EXERCISE INSTRUCTIONS | In the listing below, locate the lines that hold the string "daily". Copy those lines.

(MATERIAL SHOWN begins)

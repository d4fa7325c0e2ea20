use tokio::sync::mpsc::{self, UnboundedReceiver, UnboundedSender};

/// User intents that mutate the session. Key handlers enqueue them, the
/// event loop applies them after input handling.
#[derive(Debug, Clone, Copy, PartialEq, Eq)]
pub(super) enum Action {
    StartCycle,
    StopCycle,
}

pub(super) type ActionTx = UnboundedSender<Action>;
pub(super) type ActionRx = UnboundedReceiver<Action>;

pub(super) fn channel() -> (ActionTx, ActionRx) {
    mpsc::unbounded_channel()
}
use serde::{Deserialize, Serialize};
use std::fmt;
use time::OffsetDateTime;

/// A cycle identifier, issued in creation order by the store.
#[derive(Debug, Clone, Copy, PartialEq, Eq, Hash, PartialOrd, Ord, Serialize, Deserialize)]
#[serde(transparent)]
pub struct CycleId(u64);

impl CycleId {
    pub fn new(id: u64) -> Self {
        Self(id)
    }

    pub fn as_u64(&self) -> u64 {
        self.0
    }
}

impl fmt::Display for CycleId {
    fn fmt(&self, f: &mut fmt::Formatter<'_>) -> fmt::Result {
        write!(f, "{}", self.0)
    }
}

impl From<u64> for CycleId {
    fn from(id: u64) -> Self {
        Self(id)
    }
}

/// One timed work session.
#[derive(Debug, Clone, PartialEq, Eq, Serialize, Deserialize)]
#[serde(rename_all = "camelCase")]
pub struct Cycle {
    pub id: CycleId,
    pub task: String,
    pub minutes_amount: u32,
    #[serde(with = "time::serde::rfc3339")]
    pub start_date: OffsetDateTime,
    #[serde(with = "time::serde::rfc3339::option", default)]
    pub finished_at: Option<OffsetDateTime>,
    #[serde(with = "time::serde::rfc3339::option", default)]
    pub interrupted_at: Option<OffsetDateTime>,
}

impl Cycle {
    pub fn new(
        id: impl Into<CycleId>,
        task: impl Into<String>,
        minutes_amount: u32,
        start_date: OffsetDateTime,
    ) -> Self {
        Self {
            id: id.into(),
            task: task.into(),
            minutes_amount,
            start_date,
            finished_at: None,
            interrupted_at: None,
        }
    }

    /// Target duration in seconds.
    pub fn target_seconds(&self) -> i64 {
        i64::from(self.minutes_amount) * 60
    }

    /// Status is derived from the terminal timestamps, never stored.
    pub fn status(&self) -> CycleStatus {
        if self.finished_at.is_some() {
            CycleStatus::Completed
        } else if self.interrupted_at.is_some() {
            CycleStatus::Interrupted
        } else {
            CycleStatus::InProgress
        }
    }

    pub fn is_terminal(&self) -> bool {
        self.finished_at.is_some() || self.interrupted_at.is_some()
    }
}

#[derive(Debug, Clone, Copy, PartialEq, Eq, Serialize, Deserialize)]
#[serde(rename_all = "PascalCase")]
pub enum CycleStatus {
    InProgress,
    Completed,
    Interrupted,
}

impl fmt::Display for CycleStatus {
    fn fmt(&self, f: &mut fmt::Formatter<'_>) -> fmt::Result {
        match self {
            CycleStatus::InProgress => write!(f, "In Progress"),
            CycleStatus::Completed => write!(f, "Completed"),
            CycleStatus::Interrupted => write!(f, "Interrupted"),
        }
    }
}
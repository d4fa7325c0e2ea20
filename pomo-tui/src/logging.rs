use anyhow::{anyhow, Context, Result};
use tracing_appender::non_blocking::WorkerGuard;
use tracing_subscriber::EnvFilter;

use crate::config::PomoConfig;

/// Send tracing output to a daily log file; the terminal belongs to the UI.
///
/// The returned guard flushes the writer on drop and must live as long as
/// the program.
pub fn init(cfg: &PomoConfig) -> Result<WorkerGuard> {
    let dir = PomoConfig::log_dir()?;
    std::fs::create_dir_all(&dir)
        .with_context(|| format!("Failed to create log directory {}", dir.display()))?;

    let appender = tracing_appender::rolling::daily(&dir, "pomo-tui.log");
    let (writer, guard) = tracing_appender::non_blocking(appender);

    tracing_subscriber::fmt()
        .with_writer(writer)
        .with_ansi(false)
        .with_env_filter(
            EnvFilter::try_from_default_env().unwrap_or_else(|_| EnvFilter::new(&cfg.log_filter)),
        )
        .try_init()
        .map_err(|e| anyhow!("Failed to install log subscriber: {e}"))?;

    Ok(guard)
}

(MATERIAL SHOWN ends)

EXERCISE SOLUTION |
/// Send tracing output to a daily log file; the terminal belongs to the UI.
    let appender = tracing_appender::rolling::daily(&dir, "pomo-tui.log");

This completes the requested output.